Très passionnante soirée au Hot Club ce vendredi 3 novembre. L’occasion donnée, par le Président du club et son équipe de programmation, de réunir trois pianistes de grands talents, montre que les initiatives heureuses, loin des ronronnements habituelles, des jérémiades et des passe-droits, permettent de renouveler le fonctionnement de cette vénérable institution. Je me suis laissé dire que l’esprit de démocratie… (et la musique a tout à y gagner, s’il est vrai que le Jazz est d’abord une musique populaire) loin des copinages qui sévissaient parfois jusqu’alors… s’est installé dans la programmation, ce qui est à nos yeux, une très bonne chose.
Pour l’heure, nous avons pu ce vendredi, écouter trois pianistes et non des moindres ! Et cette sorte inhabituelle de concert nous engage à un exercice sinon très périlleux, du moins inédit pour nous. Comme il n’est pas question de “comparer” ces pianistes (foin de l’esprit de concurrence qui sévit beaucoup trop partout et nous enrage: “Pour être heureux, ne nous comparons pas”-F.Lenoir), nous tenterons un jeu de “portraits croisés” à la manière de La Bruyère ; jeu qui vise à dégager des différences plutôt que des comparaisons.
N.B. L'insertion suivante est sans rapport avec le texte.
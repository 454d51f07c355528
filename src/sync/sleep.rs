// Copyright 2025 The Rustux Authors
//
// Use of this source code is governed by a MIT-style
// license that can be found in the LICENSE file or at
// https://opensource.org/licenses/MIT

//! Sleep and Wakeup
//!
//! A process waits for a condition by sleeping on a [`Channel`] while
//! holding the lock that protects the condition. Wakeup scans the table
//! under the table lock, so a sleeper that switches the condition lock for
//! the table lock before checking out cannot miss a wakeup issued in
//! between.

use crate::kernel::{Kernel, TableGuard};
use crate::process::ProcState;
use crate::sync::{Channel, IrqMutexGuard, SpinMutex};
use crate::traits::Machine;

impl<M: Machine> Kernel<M> {
    /// Sleep on `chan`, atomically releasing `guard`
    ///
    /// Takes the table lock before dropping `guard`, then reacquires `lock`
    /// after waking. The condition must be rechecked by the caller.
    pub fn sleep<'a, T>(
        &'a self,
        chan: Channel,
        lock: &'a SpinMutex<T>,
        guard: IrqMutexGuard<'a, M, T>,
    ) -> IrqMutexGuard<'a, M, T> {
        let mut table = self.lock_table();
        drop(guard);

        self.sleep_locked(chan, &mut table);

        drop(table);
        self.lock_irq(lock)
    }

    /// Sleep on `chan` with the table lock already held
    ///
    /// The lock is held across the switch and is held again on return.
    pub(crate) fn sleep_locked(&self, chan: Channel, table: &mut TableGuard<'_, M>) {
        let slot = self.current_slot(table);
        self.check(table.transition(slot, ProcState::Running, ProcState::Sleeping));
        table.proc_mut(slot).chan = Some(chan);

        self.sched(table);

        table.proc_mut(slot).chan = None;
    }

    /// Make every process sleeping on `chan` RUNNABLE
    pub fn wakeup(&self, chan: Channel) {
        let woken = self.lock_table().wakeup1(chan);
        if woken > 0 {
            log::trace!("wakeup {:#x}: {} woken", chan.key(), woken);
        }
    }
}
Nous suivons l’ordre de la programmation.
Fabrice Tarel propose un moment continu de musique, où sont liés par ses soins et quelques moments d’improvisation, des thèmes que nous reconnaîtrons parfois (ou pas) au gré de notre culture et de ses lacunes: comme le célèbre Round Midnight (Monk), ou le si chantant thème de Michel Legrand: L’été 42
Alfio Origlio propose des thèmes qu’il aime jouer particulièrement comme E lucevan le Stelle (extrait de “La Tosca”, Verdi ), ou la Javanaise , ou encore la Chanson d’Hélène (de Philippe Sarde et Sophie Hunger), soit des compositions comme ce génial Ascendance ou l’amical Zébulon.
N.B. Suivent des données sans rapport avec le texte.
// Copyright 2025 The Rustux Authors
//
// Use of this source code is governed by a MIT-style
// license that can be found in the LICENSE file or at
// https://opensource.org/licenses/MIT

//! # Rustux Sched - Process Lifecycle and Three-Tier Scheduler
//!
//! The process core of a small multiprocessor Unix-like kernel:
//!
//! - **Process table**: fixed slots, each UNUSED, EMBRYO, SLEEPING,
//!   RUNNABLE, RUNNING or ZOMBIE
//! - **Lifecycle**: `user_init`, `fork`, `exit`, `wait`, `kill`
//! - **Scheduler**: per-CPU loop over round robin, confidence-weighted
//!   shortest job first, and first come first served, each tier limited
//!   by a per-CPU tick budget
//! - **Aging and preemption**: starving processes climb tiers; a process
//!   yields when its quantum runs out
//! - **Sleep/wakeup**: channel-keyed condition waits on the table lock
//! - **Diagnostics**: syscall counters and process listings
//!
//! ## Architecture
//!
//! ```text
//! src/
//! ├── arch/       # x86-64 context switch and interrupt control
//! ├── process/    # table, slots, lifecycle
//! ├── sched/      # tiers, policies, scheduler loop, aging, preemption
//! ├── sync/       # spin locks, channels, sleep/wakeup
//! ├── syscall/    # syscall dispatch and counters
//! ├── clock.rs    # tick counter
//! ├── kernel.rs   # Kernel instance
//! ├── report.rs   # console reports
//! └── traits.rs   # collaborator traits
//! ```
//!
//! The surrounding kernel supplies paging, files, the console and the
//! context switch through [`traits::Machine`].
//!
//! ## Usage
//!
//! ```ignore
//! let kernel = Kernel::new(machine);
//! kernel.user_init(INITCODE, frame, root_dir)?;
//! kernel.scheduler(cpu);
//! ```

#![cfg_attr(not(test), no_std)]

extern crate alloc;

pub mod arch;
pub mod clock;
pub mod error;
pub mod kernel;
pub mod param;
pub mod process;
pub mod report;
pub mod sched;
pub mod sync;
pub mod syscall;
pub mod traits;

#[cfg(test)]
mod testing;

#[cfg(test)]
mod tests;

pub use error::{ProcError, ProcResult};
pub use kernel::Kernel;
pub use process::{Pid, ProcState};
pub use sched::Tier;
// Copyright 2025 The Rustux Authors
//
// Use of this source code is governed by a MIT-style
// license that can be found in the LICENSE file or at
// https://opensource.org/licenses/MIT

//! Aging Monitor
//!
//! Run once per tick on the timekeeper CPU. A RUNNABLE process outside the
//! round-robin tier that has neither run nor changed tier for longer than
//! the starvation boundary moves up exactly one tier.

use crate::kernel::Kernel;
use crate::process::{ProcState, ProcTable};
use crate::traits::Machine;

impl<C> ProcTable<C> {
    /// Promote every starved process one tier as of tick `now`
    ///
    /// Returns the number promoted.
    pub fn age(&mut self, now: u64, boundary: u64) -> usize {
        let mut promoted = 0;
        for slot in 0..self.procs().len() {
            let p = self.proc_mut(slot);
            if p.state != ProcState::Runnable {
                continue;
            }
            let Some(up) = p.timing.tier.promoted() else {
                continue;
            };
            if p.timing.waiting(now) > boundary && p.timing.in_tier(now) > boundary {
                log::debug!("aging: pid {} {} -> {}", p.pid, p.timing.tier, up);
                p.timing.enter(up, now);
                promoted += 1;
            }
        }
        promoted
    }
}

impl<M: Machine> Kernel<M> {
    /// One aging pass at the current tick
    pub fn age(&self) -> usize {
        let now = self.now();
        self.lock_table().age(now, self.config().starvation_boundary)
    }
}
Etienne Déconfin propose des thèmes de quelques pianistes de sa prédilection comme Michel Graillier : Cavatina (The deer Hunter ou encore le “toujours joyeux” Cedar Walton” et un Keith Jarrett que nous n’aurons guère de mal à reconnaître.
Avec Fabrice nous sommes dans un jeu de majesté ; l’instrument est traité comme de grandes orgues, volume et pédale d’expression à fond, comme un désir de cathédrale. Alfio choisit l’intimité, la douceur, joue de la pédale “piano” de l’instrument et nous fait partager quelques belles émotions. Fabrice est volubile du début à la fin de sa prestation. La vélocité impressionne, séduit, et emporte l’adhésion. Il joue aussi la délicatesse dans les ballades comme “Lush Life” (Billie Strayhorn). Fabrice nous entraîne vers l’Espagne, tant dans les harmonies que dans les rythmes. Alfio vers des grooves funky, Etienne vers la dynamique que Jarrett a mis dans quelques thèmes et introductions célèbres.
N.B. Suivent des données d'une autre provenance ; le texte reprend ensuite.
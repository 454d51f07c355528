// Copyright 2025 The Rustux Authors
//
// Use of this source code is governed by a MIT-style
// license that can be found in the LICENSE file or at
// https://opensource.org/licenses/MIT

//! Kernel Synchronization Primitives
//!
//! # Primitives
//!
//! - **SpinMutex**: spin-based mutual exclusion (`spin::Mutex`)
//! - **IrqMutexGuard**: a `SpinMutex` held with interrupts off, nesting
//! - **Channel**: address-equality key a sleeping process waits on
//! - **sleep / wakeup**: condition signalling on the process-table lock
//!
//! # Lock order
//!
//! 1. the clock lock
//! 2. the process-table lock
//! 3. a slot's owned-resource lock
//!
//! A lock may be taken while holding one above it, never the reverse. The
//! clock and table locks are taken with interrupts off because the timer
//! interrupt takes both. The table lock is the only lock held across a
//! context switch: the process entering the switch holds it and whichever
//! context resumes releases it.

pub mod intr;
pub mod sleep;

pub use intr::{InterruptNesting, InterruptsOff, IrqMutexGuard};
pub use spin::{Mutex as SpinMutex, MutexGuard as SpinMutexGuard};

/// ============================================================================
/// Channel
/// ============================================================================

/// Sleep key
///
/// Two channels are equal when they were made from the same address. A
/// channel carries no data and is never dereferenced.
#[derive(Debug, Clone, Copy, PartialEq, Eq, Hash)]
pub struct Channel(usize);

impl Channel {
    /// Channel keyed on the address of `obj`
    pub fn of<T: ?Sized>(obj: &T) -> Self {
        Self(obj as *const T as *const () as usize)
    }

    /// Channel from a raw key
    pub const fn from_raw(key: usize) -> Self {
        Self(key)
    }

    /// The raw key
    pub const fn key(self) -> usize {
        self.0
    }
}
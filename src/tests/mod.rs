// Copyright 2025 The Rustux Authors
//
// Use of this source code is governed by a MIT-style
// license that can be found in the LICENSE file or at
// https://opensource.org/licenses/MIT

//! Integration Tests
//!
//! Scenarios that drive several subsystems together through the public
//! kernel entry points: syscalls, timer interrupts and scheduler passes.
Fabrice est rhapsodique, Alfio lyrique, Etienne dynamique. Bien sûr, ces éléments différentiels simplifient la donne. Fabrice donne aussi de la douceur à quelques mélodies comme celle de Legrand. Alfio est éblouissant dans un Giant Steps qui amusait Bernard Maury le pédagogue à qui il rend hommage. Etienne est touchant dans les ballades. Fabrice veut de la grandeur, Alfio donne de l’émotion, Etienne produit la transe. Tous veulent et font de la musique avec des différences d’accents sensibles. Fabrice propose des marches harmoniques savantes, Alfio prend “in vivo” des risques dans des voicings qui éloignent fortement de la tonalité et y reviennent comme par magie. Etienne joue sur la tonalité avec des effets de répétition savoureux; comme des Tubular bells retrouvées. Fabrice est tourné vers un avenir grandiose, Alfio est dans un présent poétique, Etienne est une machine de guerre stupéfiante.
Une soirée passionnante à tous égards, sur l’art de décliner le piano en tous sens .Une sorte de “Jazzimut” en quelques sortes, pour mésuser du mot valise D’Alain Noël.